- _SUPPLIED MATERIAL_:
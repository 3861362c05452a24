// ProductsPage - Product listing, product details, cart modal and sidebar
//
// The category/brand sidebar is shared by the listing and the filtered
// category/brand pages, so the sidebar verbs work on all of them.

use super::base::{BasePage, quoted};
use crate::error::{Error, Result, ensure_eq};
use crate::wait::{self, ElementState, TextMatch};
use playwright_rs::{Locator, Page};
use std::time::Duration;

const LISTING_TIMEOUT: Duration = Duration::from_secs(5);
const TITLE_TIMEOUT: Duration = Duration::from_secs(10);

/// Returns true when a Bootstrap collapse panel's class list marks it open.
pub(crate) fn panel_is_expanded(class_attr: &str) -> bool {
    class_attr
        .split_whitespace()
        .any(|class| class == "in" || class == "show")
}

pub struct ProductsPage {
    base: BasePage,
    all_products_title: Locator,
    products_list: Locator,
    first_product_view: Locator,
    first_product_add_to_cart: Locator,
    second_product_add_to_cart: Locator,

    product_name: Locator,
    product_category: Locator,
    product_price: Locator,
    product_availability: Locator,
    product_condition: Locator,
    product_brand: Locator,

    continue_shopping_button: Locator,
    view_cart_link: Locator,

    sidebar: Locator,
    category_header: Locator,
    category_links: Locator,
    brands_section: Locator,
    brand_links: Locator,
    page_header: Locator,
}

impl ProductsPage {
    pub async fn new(page: Page, base_url: &str) -> Self {
        Self::from_base(BasePage::new(page, base_url)).await
    }

    pub async fn from_base(base: BasePage) -> Self {
        let products_list = base.locator("div.features_items div.col-sm-4").await;
        let sidebar = base.locator("div.left-sidebar").await;
        let brands_section = base.locator("div.brands_products").await;

        Self {
            all_products_title: base.locator("h2.title.text-center").await,
            first_product_view: products_list
                .first()
                .locator(r#"a:has-text("View Product")"#),
            first_product_add_to_cart: products_list
                .first()
                .locator("a.btn.btn-default.add-to-cart")
                .nth(1),
            second_product_add_to_cart: products_list
                .nth(1)
                .locator("a.btn.btn-default.add-to-cart")
                .nth(1),
            products_list,

            product_name: base.locator("div.product-information h2").await,
            product_category: base
                .locator(r#"div.product-information p:has-text("Category")"#)
                .await,
            product_price: base.locator("div.product-information span span").await,
            product_availability: base
                .locator(r#"div.product-information p:has-text("Availability")"#)
                .await,
            product_condition: base
                .locator(r#"div.product-information p:has-text("Condition")"#)
                .await,
            product_brand: base
                .locator(r#"div.product-information p:has-text("Brand")"#)
                .await,

            continue_shopping_button: base
                .locator(r#"button:has-text("Continue Shopping")"#)
                .await,
            view_cart_link: base.locator("a:has-text('View Cart')").await,

            category_header: sidebar.locator("h2").nth(0),
            category_links: sidebar.locator(".panel-title a"),
            sidebar,
            brand_links: brands_section.locator("ul.nav li a"),
            brands_section,
            page_header: base.locator("h2.title").await,
            base,
        }
    }

    pub fn base(&self) -> &BasePage {
        &self.base
    }

    pub async fn verify_all_products_text(&self, expected: &str) -> Result<()> {
        tracing::info!("Verify '{}' text is visible", expected);
        self.base
            .wait_for(&self.all_products_title, ElementState::Visible, TITLE_TIMEOUT)
            .await?;
        let actual = self.base.read_text_content(&self.all_products_title).await?;
        ensure_eq("Products title", expected, actual.as_str())
    }

    /// Requires a non-empty listing, then every card to be visible.
    pub async fn verify_products_list_visible(&self) -> Result<()> {
        tracing::info!("Verify that products list is visible");
        let count = wait::require_non_empty(
            &self.products_list,
            "Products list",
            self.base.timeouts().assertion(),
        )
        .await?;

        for i in 0..count {
            self.base
                .wait_for(
                    &self.products_list.nth(i as i32),
                    ElementState::Visible,
                    LISTING_TIMEOUT,
                )
                .await?;
        }
        Ok(())
    }

    pub async fn click_first_product_view(&self) -> Result<()> {
        tracing::info!("Click on 'View Product' of the first product");
        self.base
            .click_within(&self.first_product_view, LISTING_TIMEOUT)
            .await
    }

    /// Every detail line (name, category, price, availability, condition,
    /// brand) must be visible and non-empty.
    pub async fn verify_product_details_visible(&self) -> Result<()> {
        tracing::info!("Verify product details are visible");
        let details = [
            (&self.product_name, "Product Name"),
            (&self.product_category, "Category"),
            (&self.product_price, "Price"),
            (&self.product_availability, "Availability"),
            (&self.product_condition, "Condition"),
            (&self.product_brand, "Brand"),
        ];

        for (locator, name) in details {
            self.base
                .wait_for(locator, ElementState::Visible, LISTING_TIMEOUT)
                .await?;
            let text = self.base.read_text_content(locator).await?;
            if text.is_empty() {
                return Err(Error::assertion(name, "a non-empty value", ""));
            }
        }
        Ok(())
    }

    async fn add_product_to_cart(&self, index: i32, add_button: &Locator) -> Result<()> {
        let card = self.products_list.nth(index);
        self.base
            .wait_for(&card, ElementState::Visible, LISTING_TIMEOUT)
            .await?;
        self.base.hover(&card).await?;
        self.base.click_within(add_button, LISTING_TIMEOUT).await
    }

    /// Hovers the first card and clicks its overlay "Add to cart".
    pub async fn add_first_product_to_cart(&self) -> Result<()> {
        tracing::info!("Hover over and click on 'Add to Cart' of the first product");
        self.add_product_to_cart(0, &self.first_product_add_to_cart)
            .await
    }

    pub async fn add_second_product_to_cart(&self) -> Result<()> {
        tracing::info!("Hover over and click on 'Add to Cart' of the second product");
        self.add_product_to_cart(1, &self.second_product_add_to_cart)
            .await
    }

    pub async fn click_continue_shopping_button(&self) -> Result<()> {
        tracing::info!("Click on 'Continue Shopping' button in cart modal");
        self.base
            .click_within(&self.continue_shopping_button, LISTING_TIMEOUT)
            .await?;
        self.base
            .wait_for(
                &self.continue_shopping_button,
                ElementState::Hidden,
                LISTING_TIMEOUT,
            )
            .await
    }

    pub async fn click_view_cart_button(&self) -> Result<()> {
        tracing::info!("Click on 'View Cart' button in cart modal");
        self.base
            .click_within(&self.view_cart_link, LISTING_TIMEOUT)
            .await
    }

    /// Sidebar header plus the category names, in order.
    pub async fn verify_categories_visible(
        &self,
        expected_header: &str,
        expected_categories: &[&str],
    ) -> Result<()> {
        tracing::info!("Verify categories are visible");
        self.base
            .expect_text(&self.category_header, TextMatch::Exact, expected_header)
            .await?;
        self.base
            .expect_count(&self.category_links, expected_categories.len())
            .await?;

        for (i, name) in expected_categories.iter().enumerate() {
            self.base
                .expect_text(&self.category_links.nth(i as i32), TextMatch::Exact, name)
                .await?;
        }
        Ok(())
    }

    /// Panel toggle of `category`, matched by its `#Name` anchor since the
    /// text "Men" is also contained in "Women".
    fn category_toggle(&self, category: &str) -> Locator {
        self.sidebar
            .locator(&format!(r##"h4.panel-title a[href="#{}"]"##, category))
    }

    pub async fn click_category(&self, category: &str) -> Result<()> {
        tracing::info!("Click on the category: {}", category);
        self.base.click(&self.category_toggle(category)).await
    }

    /// Opens `subcategory` under `category`, expanding the parent panel only
    /// when it is collapsed.
    pub async fn click_subcategory(&self, category: &str, subcategory: &str) -> Result<()> {
        tracing::info!(
            "Click on subcategory: {} under main category: {}",
            subcategory,
            category
        );
        let panel = self.base.locator(&format!("#{}", category)).await;
        wait::require_non_empty(
            &panel,
            &format!("Category panel '{}'", category),
            self.base.timeouts().assertion(),
        )
        .await?;

        let classes = panel.get_attribute("class").await?.unwrap_or_default();
        if panel_is_expanded(&classes) {
            tracing::debug!("Category '{}' already expanded", category);
        } else {
            self.base.click(&self.category_toggle(category)).await?;
        }

        let subcategory_link =
            panel.locator(&format!(".panel-body ul li a:has-text({})", quoted(subcategory)));
        self.base.click(&subcategory_link).await
    }

    pub async fn verify_category_page_header(&self, expected: &str) -> Result<()> {
        tracing::info!("Verify category page header contains: {}", expected);
        self.base
            .expect_text(&self.page_header, TextMatch::Contains, expected)
            .await
    }

    pub async fn verify_brands_visible(&self, expected_brands: &[&str]) -> Result<()> {
        tracing::info!("Verify brands are visible on left sidebar");
        self.base
            .wait_for(
                &self.brands_section,
                ElementState::Visible,
                self.base.timeouts().assertion(),
            )
            .await?;
        self.base
            .expect_count(&self.brand_links, expected_brands.len())
            .await?;

        for (i, brand) in expected_brands.iter().enumerate() {
            self.base
                .expect_text(&self.brand_links.nth(i as i32), TextMatch::Contains, brand)
                .await?;
        }
        Ok(())
    }

    pub async fn click_brand(&self, brand: &str) -> Result<()> {
        tracing::info!("Click on brand: {}", brand);
        let link = self
            .brands_section
            .locator(&format!("ul.nav li a:has-text({})", quoted(brand)));
        self.base.click(&link).await
    }

    pub async fn verify_brand_page_header(&self, expected: &str) -> Result<()> {
        tracing::info!("Verify brand page header contains: {}", expected);
        self.base
            .expect_text(&self.page_header, TextMatch::Contains, expected)
            .await
    }
}
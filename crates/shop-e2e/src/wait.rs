// Wait - Bounded polling for element states
//
// Visibility waits go through the bindings' `expect()` assertions. The
// bindings have no attached/detached assertion and their text/count
// assertions report only a message, so those run through `poll_until`,
// which follows the same loop: probe, check elapsed time, sleep the poll
// interval, repeat.

use crate::error::{Error, Result};
use parking_lot::Mutex;
use playwright_rs::{Locator, expect};
use std::fmt;
use std::future::Future;
use std::sync::atomic::{AtomicUsize, Ordering};
use std::time::{Duration, Instant};

/// Default polling interval (100ms, matching Playwright assertions)
pub const DEFAULT_POLL_INTERVAL: Duration = Duration::from_millis(100);

/// Element state a primitive waits for before acting.
///
/// See: <https://playwright.dev/docs/api/class-locator#locator-wait-for>
#[derive(Debug, Clone, Copy, PartialEq, Eq)]
pub enum ElementState {
    /// At least one matching element is present in the DOM
    Attached,
    /// No matching element is present in the DOM
    Detached,
    /// The element is present and visible
    Visible,
    /// The element is absent or not visible
    Hidden,
}

impl ElementState {
    pub(crate) fn as_str(&self) -> &'static str {
        match self {
            ElementState::Attached => "attached",
            ElementState::Detached => "detached",
            ElementState::Visible => "visible",
            ElementState::Hidden => "hidden",
        }
    }
}

impl fmt::Display for ElementState {
    fn fmt(&self, f: &mut fmt::Formatter<'_>) -> fmt::Result {
        f.write_str(self.as_str())
    }
}

/// How observed text is compared against the expected text.
#[derive(Debug, Clone, Copy, PartialEq, Eq)]
pub enum TextMatch {
    /// Trimmed text equals the expected text
    Exact,
    /// Trimmed text contains the expected text
    Contains,
}

impl TextMatch {
    /// Returns true when `actual` satisfies this match against `expected`.
    pub fn matches(&self, expected: &str, actual: &str) -> bool {
        match self {
            TextMatch::Exact => actual.trim() == expected.trim(),
            TextMatch::Contains => actual.contains(expected),
        }
    }
}

/// Repeatedly evaluates `probe` until it returns `true` or `timeout` elapses.
///
/// Returns `Ok(true)` once the condition holds and `Ok(false)` if time ran
/// out. The probe always runs at least once, so a zero timeout still gives
/// a single observation. Probe errors abort the wait immediately.
pub async fn poll_until<F, Fut>(timeout: Duration, interval: Duration, mut probe: F) -> Result<bool>
where
    F: FnMut() -> Fut,
    Fut: Future<Output = Result<bool>>,
{
    let start = Instant::now();

    loop {
        if probe().await? {
            return Ok(true);
        }

        if start.elapsed() >= timeout {
            return Ok(false);
        }

        tokio::time::sleep(interval).await;
    }
}

/// Checks a locator once against `state`.
pub async fn probe_state(locator: &Locator, state: ElementState) -> Result<bool> {
    let satisfied = match state {
        ElementState::Attached => locator.count().await? > 0,
        ElementState::Detached => locator.count().await? == 0,
        ElementState::Visible => locator.is_visible().await?,
        ElementState::Hidden => !locator.is_visible().await?,
    };
    Ok(satisfied)
}

/// Waits until `locator` reaches `state`.
///
/// Fails with [`Error::ElementNotInteractable`] naming the selector when the
/// state is not reached within `timeout`.
pub async fn wait_for(locator: &Locator, state: ElementState, timeout: Duration) -> Result<()> {
    tracing::debug!(selector = locator.selector(), %state, ?timeout, "Waiting for element");

    let reached = match state {
        ElementState::Visible | ElementState::Hidden => {
            let expectation = expect(locator.clone())
                .with_timeout(timeout)
                .with_poll_interval(DEFAULT_POLL_INTERVAL);
            let outcome = if state == ElementState::Visible {
                expectation.to_be_visible().await
            } else {
                expectation.to_be_hidden().await
            };
            match outcome {
                Ok(()) => true,
                Err(playwright_rs::Error::AssertionTimeout(_)) => false,
                Err(e) => return Err(e.into()),
            }
        }
        ElementState::Attached | ElementState::Detached => {
            poll_until(timeout, DEFAULT_POLL_INTERVAL, || probe_state(locator, state)).await?
        }
    };

    if reached {
        Ok(())
    } else {
        Err(Error::ElementNotInteractable {
            selector: locator.selector().to_string(),
            state,
            timeout_ms: timeout.as_millis() as u64,
        })
    }
}

/// Waits until the trimmed `textContent` of `locator` satisfies `mode`.
///
/// The element must be visible first; the text comparison is then retried
/// until it matches or `timeout` elapses, at which point the last observed
/// text is reported as the actual value. Both phases share one deadline.
pub async fn expect_text(
    locator: &Locator,
    mode: TextMatch,
    expected: &str,
    timeout: Duration,
) -> Result<()> {
    let deadline = Instant::now() + timeout;
    wait_for(locator, ElementState::Visible, timeout).await?;
    let remaining = deadline.saturating_duration_since(Instant::now());

    let last_seen = Mutex::new(String::new());
    let matched = poll_until(remaining, DEFAULT_POLL_INTERVAL, || {
        let last_seen = &last_seen;
        async move {
            let actual = locator.text_content().await?.unwrap_or_default();
            let actual = actual.trim().to_string();
            let matched = mode.matches(expected, &actual);
            *last_seen.lock() = actual;
            Ok(matched)
        }
    })
    .await?;

    if matched {
        Ok(())
    } else {
        Err(Error::assertion(
            format!("Text of '{}'", locator.selector()),
            expected,
            last_seen.into_inner(),
        ))
    }
}

/// Waits until `locator` resolves to exactly `expected` elements.
///
/// An empty match where elements are expected is reported as a
/// [`Error::Precondition`] so list checks fail before any per-item work.
pub async fn expect_count(locator: &Locator, expected: usize, timeout: Duration) -> Result<()> {
    let last_count = AtomicUsize::new(0);
    let matched = poll_until(timeout, DEFAULT_POLL_INTERVAL, || {
        let last_count = &last_count;
        async move {
            let count = locator.count().await?;
            last_count.store(count, Ordering::SeqCst);
            Ok(count == expected)
        }
    })
    .await?;
    let last_count = last_count.into_inner();

    if matched {
        return Ok(());
    }

    if last_count == 0 && expected > 0 {
        return Err(Error::Precondition(format!(
            "no elements match '{}' (expected {})",
            locator.selector(),
            expected
        )));
    }

    Err(Error::assertion(
        format!("Element count of '{}'", locator.selector()),
        expected,
        last_count,
    ))
}

/// Waits up to `timeout` for at least one element to match `locator`,
/// returning the count. Still empty afterwards is a [`Error::Precondition`].
pub async fn require_non_empty(locator: &Locator, what: &str, timeout: Duration) -> Result<usize> {
    let last_count = AtomicUsize::new(0);
    poll_until(timeout, DEFAULT_POLL_INTERVAL, || {
        let last_count = &last_count;
        async move {
            let count = locator.count().await?;
            last_count.store(count, Ordering::SeqCst);
            Ok(count > 0)
        }
    })
    .await?;

    let count = last_count.into_inner();
    if count == 0 {
        return Err(Error::Precondition(format!(
            "{} is empty (no elements match '{}')",
            what,
            locator.selector()
        )));
    }
    Ok(count)
}
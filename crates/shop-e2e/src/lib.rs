//! shop-e2e: End-to-end UI tests for the automationexercise.com demo shop
//!
//! A Page Object layer over [`playwright_rs`]: wait-then-act primitives,
//! one page object per shop page, randomized test data and fixtures that
//! pre-position the browser for each scenario.
//!
//! # Example
//!
//! ```ignore
//! use shop_e2e::data::expected::{SIGN_UP_TITLE_TEXT, TEST_USER};
//! use shop_e2e::{Session, SuiteConfig};
//!
//! #[tokio::test]
//! async fn login_with_valid_data() -> shop_e2e::Result<()> {
//!     shop_e2e::init_tracing();
//!     let session = Session::launch(SuiteConfig::from_env()?).await?;
//!     let case = session.new_case().await?;
//!
//!     let login = case
//!         .login_user(TEST_USER.email, TEST_USER.password, TEST_USER.username)
//!         .await?;
//!     login.click_logout_button().await?;
//!
//!     case.close().await?;
//!     session.close().await
//! }
//! ```

pub mod config;
pub mod data;
mod error;
pub mod fixture;
mod logging;
pub mod pages;
pub mod wait;

// Re-export error types
pub use error::{Error, Result};

// Re-export configuration
pub use config::{BrowserKind, SuiteConfig, SuiteConfigBuilder, Timeouts, ViewportSize};

// Re-export fixtures
pub use fixture::{Session, TestCase};

// Re-export logging setup
pub use logging::init_tracing;

// Re-export primitives
pub use wait::{ElementState, TextMatch};
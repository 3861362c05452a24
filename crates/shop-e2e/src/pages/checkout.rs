// CheckoutPage - Address review, order review and order comment on `/checkout`

use super::base::BasePage;
use crate::data::records::Address;
use crate::error::{Error, Result};
use crate::wait::ElementState;
use playwright_rs::{Locator, Page};
use regex::Regex;
use std::sync::LazyLock;
use std::time::Duration;

const REVIEW_TIMEOUT: Duration = Duration::from_secs(5);

static WHITESPACE: LazyLock<Regex> = LazyLock::new(|| Regex::new(r"\s+").expect("valid regex"));

/// Collapses whitespace runs, trims and lower-cases address text.
pub(crate) fn normalize_address(text: &str) -> String {
    WHITESPACE.replace_all(text, " ").trim().to_lowercase()
}

/// Every address component must appear (case-insensitively) in the rendered
/// block.
fn ensure_address_contains(block: &str, rendered: &str, expected: &Address) -> Result<()> {
    let normalized = normalize_address(rendered);
    for (component, value) in expected.components() {
        if !normalized.contains(&normalize_address(value)) {
            return Err(Error::assertion(
                format!("{} address {}", block, component),
                value,
                normalized,
            ));
        }
    }
    Ok(())
}

pub struct CheckoutPage {
    base: BasePage,
    delivery_address: Locator,
    billing_address: Locator,
    product_name: Locator,
    product_category: Locator,
    product_price: Locator,
    product_quantity: Locator,
    product_total: Locator,
    comment_textarea: Locator,
    place_order_button: Locator,
}

impl CheckoutPage {
    pub async fn new(page: Page, base_url: &str) -> Self {
        Self::from_base(BasePage::new(page, base_url)).await
    }

    pub async fn from_base(base: BasePage) -> Self {
        Self {
            delivery_address: base.locator("#address_delivery").await,
            billing_address: base.locator("#address_invoice").await,
            product_name: base.locator(".cart_description h4 a").await.first(),
            product_category: base.locator(".cart_description p").await.first(),
            product_price: base.locator(".cart_price p").await.first(),
            product_quantity: base.locator(".cart_quantity button").await.first(),
            product_total: base.locator(".cart_total p").await.first(),
            comment_textarea: base.locator("textarea[name='message']").await,
            place_order_button: base
                .locator(r#"a[href="/payment"]:has-text("Place Order")"#)
                .await,
            base,
        }
    }

    pub fn base(&self) -> &BasePage {
        &self.base
    }

    /// Checks that every component of each expected address appears in
    /// the corresponding rendered block.
    pub async fn verify_addresses(&self, delivery: &Address, billing: &Address) -> Result<()> {
        tracing::info!("Verify delivery and billing addresses");
        let delivery_text = self.base.read_text(&self.delivery_address).await?;
        let billing_text = self.base.read_text(&self.billing_address).await?;

        ensure_address_contains("Delivery", &delivery_text, delivery)?;
        ensure_address_contains("Billing", &billing_text, billing)
    }

    pub async fn verify_product_details_visible(&self) -> Result<()> {
        tracing::info!("Verify Review Your Order");
        let details = [
            (&self.product_name, "Product Name"),
            (&self.product_category, "Category"),
            (&self.product_price, "Price"),
            (&self.product_quantity, "Quantity"),
            (&self.product_total, "Total"),
        ];

        for (locator, name) in details {
            self.base
                .wait_for(locator, ElementState::Visible, REVIEW_TIMEOUT)
                .await?;
            if self.base.read_text_content(locator).await?.is_empty() {
                return Err(Error::assertion(name, "a non-empty value", ""));
            }
        }
        Ok(())
    }

    pub async fn fill_comment_input_field(&self, comment: &str) -> Result<()> {
        tracing::info!("Fill comment in the checkout");
        self.base.fill(&self.comment_textarea, comment).await
    }

    pub async fn click_place_order_button(&self) -> Result<()> {
        tracing::info!("Click on 'Place Order' button");
        self.base
            .click_within(&self.place_order_button, REVIEW_TIMEOUT)
            .await
    }
}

- _PROBLEM STATEMENT_:
Scan the records above and show every line in which the word "Precondition" occurs.

- _TASK RESULT_:
/// [`Error::Precondition`] so list checks fail before any per-item work.
        return Err(Error::Precondition(format!(
/// returning the count. Still empty afterwards is a [`Error::Precondition`].
        return Err(Error::Precondition(format!(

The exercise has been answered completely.